Let’s face it, a good statistics refresher is always worthwhile. There are times we all forget basic concepts and calculations. Therefore, I put together a document that could act as a statistics refresher and thought that I’d share it with the world. This is part one of a two part document that is still being completed. This refresher is based on Principles of Statistics by Balmer and Statistics in Plain English by Brightman.

The Two Concepts of Probability

Statistical Probability

  • Statistical probability pertains to the relative frequency with which an event occurs in the long run.
  • Example:
    Let’s say we flip a coin twice. What is the probability of getting two heads?
    If we flip a coin twice, there are four possible outcomes, [(H,H), (H,T), (T,H), (T,T)] .
    Therefore, the probability of flipping two heads is \frac{(H,H)}{N} = \frac{1}{2}*\frac{1}{2} = \frac{1}{4}

Inductive Probability

  • Inductive probability pertains to the degree of belief which is reasonable to place on a proposition given evidence.
  • Example:
    I’m 95\% certain that the answer to 1 + 1 is between 1.5 and 2.5 .

The Two Laws of Probability

Law of Addition

  • If A and B are mutually exclusive events, the probability that either A  or B will occur is equal to the sum of their separate probabilities.

\displaystyle P(A \space or \space B) = P(A) + P(B)

Law of Multiplication

  • If A and B are two events, the probability that both A and B will occur is equal to the probability that A will occur multiplied by the conditional probability that B  will occur given that A has occured.

P(A \space and \space B) = P(A) * P(B|A)

Conditional Probability

  • The probability of B  given A , or P(B|A) , is the probability that B will occur if we consider only those occasionson which A also occurs.
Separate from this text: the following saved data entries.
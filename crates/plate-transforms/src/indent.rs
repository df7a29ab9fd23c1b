use log::debug;
use serde_json::Value;

use crate::consolidate::try_consolidate_list_nodes;
use crate::core::{Document, ElementNode, Node, Visit};
use crate::error::{or_unchanged, TransformError};
use crate::preserve::try_preserve_text_selection;
use crate::schema::{
    Schema, ATTR_INDENT, ATTR_OVERRIDDEN_INDENT, ATTR_OVERRIDDEN_INDENT_VALUE, BLOCKQUOTE, HEADING,
    PARAGRAPH,
};
use crate::transform::Transform;

pub fn update_indent_level(tr: Transform, delta: i64) -> Transform {
    or_unchanged("update_indent_level", tr, |tr| try_update_indent_level(tr, delta))
}

/// Like `update_indent_level`, but flags the block under the selection head
/// as an indent override when its indent changed.
pub fn update_indent_level_with_override(tr: Transform, delta: i64) -> Transform {
    or_unchanged("update_indent_level_with_override", tr, |tr| {
        let Some(head) = tr.selection().map(|sel| sel.head()) else {
            return Ok(tr);
        };
        let before = head_block(tr.doc(), head).map(|(_, el)| indent_of(el));
        let tr = try_update_indent_level(tr, delta)?;
        let Some(before) = before else {
            return Ok(tr);
        };
        let head = tr.selection().map(|sel| sel.head()).unwrap_or(head);
        let Some((pos, el)) = head_block(tr.doc(), head).map(|(pos, el)| (pos, el.clone())) else {
            return Ok(tr);
        };
        if indent_of(&el) == before {
            return Ok(tr);
        }
        let mut attrs = el.attrs;
        let already = attrs
            .get(ATTR_OVERRIDDEN_INDENT)
            .and_then(|v| v.as_bool())
            .unwrap_or(false);
        attrs.insert(ATTR_OVERRIDDEN_INDENT.to_string(), Value::Bool(true));
        if !already {
            attrs.insert(ATTR_OVERRIDDEN_INDENT_VALUE.to_string(), Value::from(before));
        }
        tr.set_node_markup(pos, &el.kind, attrs, el.marks)
    })
}

pub fn set_list_node_indent(tr: Transform, pos: usize, delta: i64) -> Transform {
    or_unchanged("set_list_node_indent", tr, |tr| {
        let Some(selection) = tr.selection() else {
            return Ok(tr);
        };
        let (from, to) = (selection.from(), selection.to());
        try_set_list_node_indent(tr, pos, delta, from, to)
    })
}

pub fn set_node_indent_markup(tr: Transform, pos: usize, delta: i64) -> Transform {
    or_unchanged("set_node_indent_markup", tr, |tr| {
        try_set_node_indent_markup(tr, pos, delta)
    })
}

fn indent_of(el: &ElementNode) -> u64 {
    el.attrs.get(ATTR_INDENT).and_then(|v| v.as_u64()).unwrap_or(0)
}

fn is_indentable(kind: &str) -> bool {
    kind == PARAGRAPH || kind == HEADING || kind == BLOCKQUOTE
}

fn head_block(doc: &Document, head: usize) -> Option<(usize, &ElementNode)> {
    let resolved = doc.resolve(head)?;
    let (depth, el) = resolved.find_ancestor(|el| is_indentable(&el.kind))?;
    Some((resolved.before(depth)?, el))
}

fn collect_lists(doc: &Document, schema: &Schema, from: usize, to: usize) -> Vec<usize> {
    let mut lists = Vec::new();
    doc.nodes_between(from, to, |node, pos, _, _| match node {
        Node::Element(el) if schema.is_list_kind(&el.kind) => {
            lists.push(pos);
            Visit::SkipChildren
        }
        Node::Element(el) if is_indentable(&el.kind) => Visit::SkipChildren,
        _ => Visit::Continue,
    });
    lists
}

pub(crate) fn try_update_indent_level(
    tr: Transform,
    delta: i64,
) -> Result<Transform, TransformError> {
    let Some(selection) = tr.selection() else {
        return Ok(tr);
    };
    let (from, to) = (selection.from(), selection.to());

    let mut blocks: Vec<usize> = Vec::new();
    tr.doc().nodes_between(from, to, |node, pos, _, _| match node {
        Node::Element(el) if is_indentable(&el.kind) => {
            blocks.push(pos);
            Visit::SkipChildren
        }
        Node::Element(el) if tr.schema().is_list_kind(&el.kind) => Visit::SkipChildren,
        _ => Visit::Continue,
    });
    let has_lists = !collect_lists(tr.doc(), tr.schema(), from, to).is_empty();

    let mut tr = tr;
    for pos in blocks {
        tr = try_set_node_indent_markup(tr, pos, delta)?;
    }
    if !has_lists {
        return Ok(tr);
    }

    let tr = try_preserve_text_selection(tr, |tr| {
        // The selection may have been widened, so positions are collected again.
        let Some(selection) = tr.selection() else {
            return Ok(tr);
        };
        let (from, to) = (selection.from(), selection.to());
        let lists = collect_lists(tr.doc(), tr.schema(), from, to);
        debug!("update_indent_level: {} list(s), delta {delta}", lists.len());
        let mut tr = tr;
        for pos in lists.into_iter().rev() {
            tr = try_set_list_node_indent(tr, pos, delta, from, to)?;
        }
        Ok(tr)
    })?;
    try_consolidate_list_nodes(tr)
}

pub(crate) fn try_set_list_node_indent(
    tr: Transform,
    pos: usize,
    delta: i64,
    from: usize,
    to: usize,
) -> Result<Transform, TransformError> {
    let list = match tr.doc().node_at(pos) {
        Some(Node::Element(el)) if tr.schema().is_list_kind(&el.kind) => el.clone(),
        Some(_) => return Err(TransformError::NotAList(pos)),
        None => return Err(TransformError::NoNodeAt(pos)),
    };
    let end = pos + list.content_size() + 2;
    if from <= pos && end <= to {
        return try_set_node_indent_markup(tr, pos, delta);
    }

    let mut before: Vec<Node> = Vec::new();
    let mut selected: Vec<Node> = Vec::new();
    let mut after: Vec<Node> = Vec::new();
    let mut item_pos = pos + 1;
    for item in &list.children {
        let item_end = item_pos + item.size();
        if item_end <= from {
            before.push(item.clone());
        } else if item_pos >= to && item_pos > from {
            after.push(item.clone());
        } else {
            selected.push(item.clone());
        }
        item_pos = item_end;
    }
    if selected.is_empty() {
        return Ok(tr);
    }
    if before.is_empty() && after.is_empty() {
        return try_set_node_indent_markup(tr, pos, delta);
    }

    let current = indent_of(&list);
    let indent = tr.schema().indent_bounds().clamp((current as i64).saturating_add(delta));
    if indent == current {
        return Ok(tr);
    }
    debug!(
        "splitting {} at {pos}: {} before, {} selected, {} after",
        list.kind,
        before.len(),
        selected.len(),
        after.len()
    );

    let mut attrs = list.attrs.clone();
    attrs.insert(ATTR_INDENT.to_string(), Value::from(indent));
    let mut nodes: Vec<Node> = Vec::new();
    if !before.is_empty() {
        nodes.push(Node::list(list.kind.clone(), list.attrs.clone(), before));
    }
    nodes.push(Node::list(list.kind.clone(), attrs, selected));
    if !after.is_empty() {
        nodes.push(Node::list(list.kind.clone(), list.attrs.clone(), after));
    }
    tr.delete(pos, end)?.insert(pos, nodes)
}

pub(crate) fn try_set_node_indent_markup(
    tr: Transform,
    pos: usize,
    delta: i64,
) -> Result<Transform, TransformError> {
    let Some(Node::Element(el)) = tr.doc().node_at(pos) else {
        return Ok(tr);
    };
    let current = indent_of(el);
    let indent = tr.schema().indent_bounds().clamp((current as i64).saturating_add(delta));
    if indent == current {
        return Ok(tr);
    }
    let (kind, mut attrs, marks) = (el.kind.clone(), el.attrs.clone(), el.marks.clone());
    attrs.insert(ATTR_INDENT.to_string(), Value::from(indent));
    tr.set_node_markup(pos, &kind, attrs, marks)
}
This is defined as \frac{n(A \space and \space B)}{n(A)} .

Random Variables and Probability Distributions

Discrete Variables

  • Variables which arise from counting and can only take integral values (0, 1, 2, \ldots) .
  • A frequency distribution represents the amount of occurences for all the possible values of a variable. This can be represented in a table or graphically as a probability distribution.
  • Associated with any discrete random variable, X , is a corresponding probability function which tells us the probability with which X takes any value. The particular value that X  can take is characterized by x . Based on x , the probability that X will take can be calculated. This measure is the probability function and is defined by P(x) .
  • The cumulative probability function specifies the probability that X is less than or equal to some particular value, x . This is denoted by F(x) . The cumulative probability function can be calculated by summing the probabilities of all values less than or equal to x .

F(x) = Prob[X \leq x]

F(x) = P(0) + P(1) + \ldots + P(x) = \sum_{u \leq x} p(u)

Continuous Variables

  • Variables which arise from measuring and can take any value within a given range.
  • Continuous variables are best graphically represented by a histogram, where the area of each rectangle represents the proportion of observations falling in that interval.
  • The probability density function, f(x) , refers to the smooth continuous curve that is used to describe the relative likelihood a random variable to take on a given value. f(x) can also be used to show the probability that the random variable will lie between x_1 and x_2 .
  • A continuous probability distribution can also be represented by its cumulative probability function, f(x) . which specified the probability that X  is less than or equal to x .
  • A continuous random variable is said to be uniformly distributed between 0 and 1 if it is equally likely to lie anywhere in this interval but cannot lie outside it.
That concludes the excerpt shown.